Если ты навещаешь друга, зачем тебе извиняться за то, что ты его не навещал, и тратить его время, и портить собственный поступок? Навести его сейчас. Пусть он почувствует, что высшая любовь пришла навестить его в твоем лице — ее низшем орудии. Или зачем тебе терзать себя и друга тайными самоупреками в том, что ты до сих пор не помог ему или не одарил его подарками и приветствиями? Будь подарком и благословением. Сияй истинным светом, а не заемным отражением даров. Обычные люди — это лишь извинения за людей; они склоняют голову, оправдываются многословными причинами игромоздят внешние проявления, поскольку сущность отсутствует.

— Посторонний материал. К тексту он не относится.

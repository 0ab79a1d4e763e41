//! # Event bus for broadcasting runtime events.
//!
//! [`Bus`] is a thin wrapper around [`tokio::sync::broadcast`] that provides
//! non-blocking event publishing from many sources, including backend threads
//! running script log handlers.
//!
//! ## Architecture
//! ```text
//! Publishers (many):                       Subscriber (one):
//!   Registry        ──┐
//!   Session/Patch   ──┼──────► Bus ───────► subscriber_listener ────► SubscriberSet
//!   Script handlers ──┤  (broadcast chan)     (in Supervisor)
//!   TargetWatcher   ──┘
//! ```
//!
//! ## Rules
//! - **Non-blocking publish**: `publish()` never blocks, so it is safe from backend threads.
//! - **Bounded capacity**: a single ring buffer stores recent events for all receivers.
//! - **Lag handling**: slow receivers get `RecvError::Lagged(n)` and skip `n` oldest items.
//! - **No persistence**: events are lost if there are no active subscribers at send time.

use tokio::sync::broadcast;

use super::event::Event;

/// Broadcast channel for runtime events.
///
/// Cheap to clone (internally holds an `Arc`-backed sender).
#[derive(Clone, Debug)]
pub struct Bus {
    tx: broadcast::Sender<Event>,
}

impl Bus {
    /// Creates a new bus with the given channel capacity (minimum 1).
    pub fn new(capacity: usize) -> Self {
        let capacity = capacity.max(1);
        let (tx, _rx) = broadcast::channel::<Event>(capacity);
        Self { tx }
    }

    /// Publishes an event to all active subscribers.
    ///
    /// If there are no receivers, the event is dropped.
    pub fn publish(&self, ev: Event) {
        let _ = self.tx.send(ev);
    }

    /// Creates a new receiver that will observe subsequent events.
    pub fn subscribe(&self) -> broadcast::Receiver<Event> {
        self.tx.subscribe()
    }
}
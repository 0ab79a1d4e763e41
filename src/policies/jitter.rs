//! # Jitter policy for retry delays.
//!
//! - [`JitterPolicy::None`]: exact delay
//! - [`JitterPolicy::Full`]: random delay in `[0, delay]`
//! - [`JitterPolicy::Equal`]: `delay/2 + random[0, delay/2]`

use rand::Rng;
use std::time::Duration;

/// Randomization of retry delays.
#[derive(Clone, Copy, Debug, Default, PartialEq, Eq)]
pub enum JitterPolicy {
    /// No jitter: use exact backoff delay.
    #[default]
    None,
    /// Random delay in `[0, delay]`.
    Full,
    /// `delay/2 + random[0, delay/2]`.
    Equal,
}

impl JitterPolicy {
    /// Applies jitter to the given delay.
    pub fn apply(&self, delay: Duration) -> Duration {
        let ms = delay.as_millis().min(u128::from(u64::MAX)) as u64;
        if ms == 0 {
            return Duration::ZERO;
        }
        let mut rng = rand::rng();
        match self {
            JitterPolicy::None => delay,
            JitterPolicy::Full => Duration::from_millis(rng.random_range(0..=ms)),
            JitterPolicy::Equal => {
                let half = ms / 2;
                Duration::from_millis(half + rng.random_range(0..=half))
            }
        }
    }
}
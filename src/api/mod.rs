//! HTTP API layer: axum routes, handlers, and server startup.

pub mod handlers;
pub mod server;

pub use handlers::AppState;
pub use server::{create_app, start_server};
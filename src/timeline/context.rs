//! Timeline context: the resolved handle threaded through tile reads and
//! writes for one request.

use crate::core::error::{Error, Result};
use crate::storage::tile_store::{MapId, Namespace, TileStore};
use crate::timeline::manifest::{clamp_index, Manifest, TimelineNode, TimelineService};

/// A request's resolved position on a map's timeline.
///
/// `requested_index` is kept for diagnostics; `index` is the clamped 1-based
/// position that actually drives resolution.
#[derive(Debug, Clone)]
pub struct TimelineContext {
    /// Owning map.
    pub map: MapId,
    /// The raw index the client asked for, if any.
    pub requested_index: Option<i64>,
    /// Clamped 1-based timeline position.
    pub index: usize,
    /// The node at `index`.
    pub node: TimelineNode,
    /// Manifest snapshot the context was resolved against.
    pub manifest: Manifest,
}

impl TimelineContext {
    /// Overlay namespace of the context's own node.
    pub fn node_namespace(&self) -> Namespace {
        Namespace::node(self.node.id.clone())
    }

    /// Overlay namespace of the node at a 1-based position, if the position
    /// exists in this context's manifest snapshot.
    pub fn namespace_at(&self, position: usize) -> Option<Namespace> {
        self.manifest
            .node_at(position)
            .map(|node| Namespace::node(node.id.clone()))
    }
}

impl<S: TileStore> TimelineService<S> {
    /// Load the manifest (creating it on first access), clamp the requested
    /// position, and look up the addressed node.
    pub async fn resolve_context(
        &self,
        map: &MapId,
        requested_index: Option<i64>,
    ) -> Result<TimelineContext> {
        let manifest = self.get_or_create(map).await?;
        let index = clamp_index(requested_index, manifest.len());
        let node = manifest
            .node_at(index)
            .cloned()
            .ok_or_else(|| Error::not_found(format!("timeline node at position {index}")))?;
        Ok(TimelineContext {
            map: map.clone(),
            requested_index,
            index,
            node,
            manifest,
        })
    }
}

Мы полны этих суеверий чувств, поклонения величию. Мы называем поэта бездеятельным лишь потому, что он не президент, не купец и не носильщик. Мы боготворим установление и не замечаем, что оно основано на мысли, которая есть у нас. Но реальное действие заключается в тихих мгновениях. Вехи нашей жизни кроются не в видимых фактах выбора призвания, женитьбы, приобретения должности и тому подобного, а в тихой мысли на обочине дороги, пока мы идем; в мысли, которая пересматривает весь наш образ жизни и говорит: «Ты поступал так, но лучше было бы этак». И все наши последующие годы, словно слуги, служат этому и ждут приказаний, и по мере своих сил исполняют его волю. Этот пересмотр или исправление есть постоянная сила, которая в качестве тенденции простирается сквозь всю нашу жизнь. Цель человека, устремление этих мгновений — заставить дневной свет сиять сквозь него, позволить закону беспрепятственно проходить сквозь все его существо, дабы на какой бы предмет его деятельности ни пал твой взгляд, он правдиво свидетельствовал о его характере, будь то его пища, его дом, его религиозные формы, его общество, его веселье, его голос, его оппозиция. Ныне же он не гомогенен, а гетерогенен, и луч не пронизывает его насквозь; нет сквозного света, но взгляд наблюдателя озадачен, ибо он обнаруживает множество несхожих устремлений и жизнь, еще не пришедшую к единству.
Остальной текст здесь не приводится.